Au Mozambique, «un ennemi sans visage», témoigne un missionnaire portugais
«Plus de 3 000 morts et plus de 800 000 déplacés dans toute la province», révèle père Ricardo Marques, aussi curé de l'église locale dédiée à Marie Auxiliatrice, à l'agence de presse des évêques portugais "Ecclesia".
Le père Marques parle de «familles brisées» et de milliers de personnes disparues. «La majorité se réfugie dans la brousse, fuyant une mort certaine, et il y a des gens qui ne savent pas où sont leurs proches, s'ils sont encore vivants ou morts.»
En raison des combats dans la région entre les forces de sécurité de l'État et les groupes armés, les miliciens djihadistes al-Shabaab liés au groupe État islamique, les civils continuent de fuir. Une récente attaque rebelle dans la ville côtière de Palma a forcé au moins 11 000 personnes à fuir, et des milliers d'autres seraient piégées dans la zone.

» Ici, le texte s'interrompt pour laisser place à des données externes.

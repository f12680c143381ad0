//! Shared fixtures for in-memory service integration tests.

use std::sync::Arc;

use chrono::NaiveDate;
use mockable::DefaultClock;
use pillarwise::{
    app::{Services, Stores},
    task::{
        domain::{Frequency, Task, TaskPlacement},
        services::CreateTaskRequest,
    },
    taxonomy::{domain::Pillar, services::CreateCategoryRequest},
    tracking::domain::{Granularity, PeriodAnchor},
};
use rstest::fixture;

/// Services type used by the integration tests.
pub type TestServices = Services<DefaultClock>;

/// Provides services over fresh in-memory stores.
#[fixture]
pub fn services() -> TestServices {
    Services::new(&Stores::in_memory(), Arc::new(DefaultClock))
}

/// Creates a category and a task placed directly under it.
pub async fn task(
    services: &TestServices,
    pillar: Pillar,
    name: &str,
    minutes: u64,
    frequency: Frequency,
) -> Task {
    let category = services
        .taxonomy
        .create_category(CreateCategoryRequest::new(pillar, format!("{name} category")))
        .await
        .expect("category creation should succeed");
    services
        .tasks
        .create(CreateTaskRequest::new(
            name,
            TaskPlacement::new(pillar, category.id()),
            minutes,
            frequency,
        ))
        .await
        .expect("task creation should succeed")
}

/// Builds a calendar date.
pub fn date(year: i32, month: u32, day: u32) -> NaiveDate {
    NaiveDate::from_ymd_opt(year, month, day).expect("valid calendar date")
}

/// Builds a canonical anchor.
pub fn anchor(granularity: Granularity, year: i32, month: u32, day: u32) -> PeriodAnchor {
    PeriodAnchor::new(granularity, date(year, month, day)).expect("canonical anchor")
}
//! Per-period task status transitions.

use super::{ReconciliationService, TrackingServiceError, TrackingServiceResult};
use crate::task::{domain::TaskId, ports::TaskRepository};
use crate::tracking::{
    domain::{PeriodAnchor, PeriodChanges, PeriodSummary, TaskPeriodStatus},
    ports::TaskStatusRepository,
};
use mockable::Clock;
use serde::Serialize;
use std::sync::Arc;
use tracing::info;

/// Status of a task after a transition, with the refreshed period summary.
#[derive(Debug, Clone, PartialEq, Eq, Serialize)]
pub struct StatusOutcome {
    /// Stored status, or `None` after a reset.
    pub status: Option<TaskPeriodStatus>,
    /// Summary of the period after the transition.
    pub summary: PeriodSummary,
}

/// Applies completion and "not applicable" overrides per period.
///
/// Every transition is last-write-wins and commits together with the
/// refreshed period summary.
pub struct TaskStatusService<C>
where
    C: Clock + Send + Sync,
{
    tasks: Arc<dyn TaskRepository>,
    statuses: Arc<dyn TaskStatusRepository>,
    reconciler: Arc<ReconciliationService<C>>,
    clock: Arc<C>,
}

impl<C> TaskStatusService<C>
where
    C: Clock + Send + Sync,
{
    /// Creates a status service.
    #[must_use]
    pub fn new(
        tasks: Arc<dyn TaskRepository>,
        statuses: Arc<dyn TaskStatusRepository>,
        reconciler: Arc<ReconciliationService<C>>,
        clock: Arc<C>,
    ) -> Self {
        Self {
            tasks,
            statuses,
            reconciler,
            clock,
        }
    }

    /// Returns the stored status of a task in a period.
    ///
    /// # Errors
    ///
    /// Returns [`TrackingServiceError::UnknownTask`] when the task is missing.
    pub async fn status(
        &self,
        task_id: TaskId,
        anchor: PeriodAnchor,
    ) -> TrackingServiceResult<Option<TaskPeriodStatus>> {
        self.ensure_task(task_id).await?;
        Ok(self.statuses.find(task_id, anchor).await?)
    }

    /// Returns the stored status, creating a tracked one when absent.
    ///
    /// # Errors
    ///
    /// Returns [`TrackingServiceError::UnknownTask`] when the task is missing.
    pub async fn track(
        &self,
        task_id: TaskId,
        anchor: PeriodAnchor,
    ) -> TrackingServiceResult<StatusOutcome> {
        let status = self.load_or_track(task_id, anchor).await?;
        self.save(status).await
    }

    /// Marks the task completed for the period.
    ///
    /// # Errors
    ///
    /// Returns [`TrackingServiceError::UnknownTask`] when the task is missing.
    pub async fn mark_complete(
        &self,
        task_id: TaskId,
        anchor: PeriodAnchor,
    ) -> TrackingServiceResult<StatusOutcome> {
        let mut status = self.load_or_track(task_id, anchor).await?;
        status.complete(&*self.clock);
        let outcome = self.save(status).await?;
        info!(task_id = %task_id, period = %anchor, "task completed for period");
        Ok(outcome)
    }

    /// Marks the task not applicable for the period.
    ///
    /// # Errors
    ///
    /// Returns [`TrackingServiceError::UnknownTask`] when the task is missing.
    pub async fn mark_na(
        &self,
        task_id: TaskId,
        anchor: PeriodAnchor,
    ) -> TrackingServiceResult<StatusOutcome> {
        let mut status = self.load_or_track(task_id, anchor).await?;
        status.mark_na(&*self.clock);
        let outcome = self.save(status).await?;
        info!(task_id = %task_id, period = %anchor, "task marked not applicable for period");
        Ok(outcome)
    }

    /// Drops any override so the task counts by default again.
    ///
    /// Resetting a task without a stored status succeeds.
    ///
    /// # Errors
    ///
    /// Returns [`TrackingServiceError::UnknownTask`] when the task is missing.
    pub async fn reset(
        &self,
        task_id: TaskId,
        anchor: PeriodAnchor,
    ) -> TrackingServiceResult<StatusOutcome> {
        self.ensure_task(task_id).await?;
        let mut changes = PeriodChanges::new(anchor);
        let existed = self.statuses.find(task_id, anchor).await?.is_some();
        if existed {
            changes.remove_status(task_id);
        }
        let summary = self.reconciler.commit(changes).await?;
        if existed {
            info!(task_id = %task_id, period = %anchor, "period status reset");
        }
        Ok(StatusOutcome {
            status: None,
            summary,
        })
    }

    async fn load_or_track(
        &self,
        task_id: TaskId,
        anchor: PeriodAnchor,
    ) -> TrackingServiceResult<TaskPeriodStatus> {
        self.ensure_task(task_id).await?;
        Ok(self
            .statuses
            .find(task_id, anchor)
            .await?
            .unwrap_or_else(|| TaskPeriodStatus::tracked(task_id, anchor, &*self.clock)))
    }

    async fn ensure_task(&self, task_id: TaskId) -> TrackingServiceResult<()> {
        self.tasks
            .find_by_id(task_id)
            .await?
            .map(|_| ())
            .ok_or(TrackingServiceError::UnknownTask(task_id))
    }

    async fn save(&self, status: TaskPeriodStatus) -> TrackingServiceResult<StatusOutcome> {
        let mut changes = PeriodChanges::new(status.anchor());
        changes.save_status(status.clone());
        let summary = self.reconciler.commit(changes).await?;
        Ok(StatusOutcome {
            status: Some(status),
            summary,
        })
    }
}
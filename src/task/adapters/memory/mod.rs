//! In-memory adapters for task persistence.

mod task;

pub use task::InMemoryTaskRepository;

Bientôt le million de déplacés
Depuis le 24 mars, au lendemain de l'attentat, des civils sont arrivés de leur propre chef à Pemba, à Nangade, Mueda et Montepuez. Il s'agit principalement de femmes et d'enfants. «Nous ne connaissons pas les raisons de ce qui se passe», reprend le missionnaire. «Avec l'escalade de la violence, de vieilles rancunes sont ravivées. Nous ne pouvons pas laisser ce qui se passe dans cette partie du monde tomber dans l'oubli. Il est urgent d'agir, avant qu'il ne soit trop tard. J'en appelle donc à toutes les autorités et aux personnes de bonne volonté, afin qu'une solution qui mette fin à cette guerre dévastatrice soit rapidement trouvée».
Entre-temps, l'Agence des Nations unies pour les réfugiés (HCR) a annoncé que le nombre de personnes contraintes de fuir le nord du Mozambique pourrait dépasser le million d'ici juin si les violences actuelles ne cessent pas. Selon le père Ricardo Marques, la population craint que des attaques ne touchent bientôt Pemba. «Le danger est réel», dit-il, ajoutant que «tant que le gouvernement mozambicain n'adoptera pas une attitude plus décisive et n'acceptera pas l'aide étrangère, des décès continueront d'être enregistrés et la possibilité de perdre cette province au profit du terrorisme sera très élevée.»
Le missionnaire soutient que la seule voix prophétique en faveur de ce peuple tourmenté est celle du Pape François: «Il a dénoncé les injustices et les violations continues des droits de l'homme.»
Église des sans-voix
Quant à l'engagement de l'Église, le prêtre déclare: «Nous essayons d'être la voix des sans-voix, de donner de l'espace au cri des victimes. Nous essayons d'apporter des paroles de réconfort et de consolation à toutes les familles et, dans la mesure du possible, en collaboration avec les autorités civiles, la Caritas diocésaine et certaines ONG, nous aidons les familles les plus nécessiteuses».
À Pemba, les personnes déplacées ont été installées dans des zones mises à disposition par le gouvernement mais, selon le père Ricardo Marques, «elles vivent sans les conditions minimales d'hygiène». Il s'agit de grands groupes, 30 à 40 personnes par famille. À cela s'ajoute la préoccupation sanitaire liée au Covid-19, même si, conclut le missionnaire portugais, compte tenu de la situation dramatique, «le virus n'est pas considéré comme un élément discriminant pour l'accueil. Ce serait une condamnation à mort pour de nombreux innocents».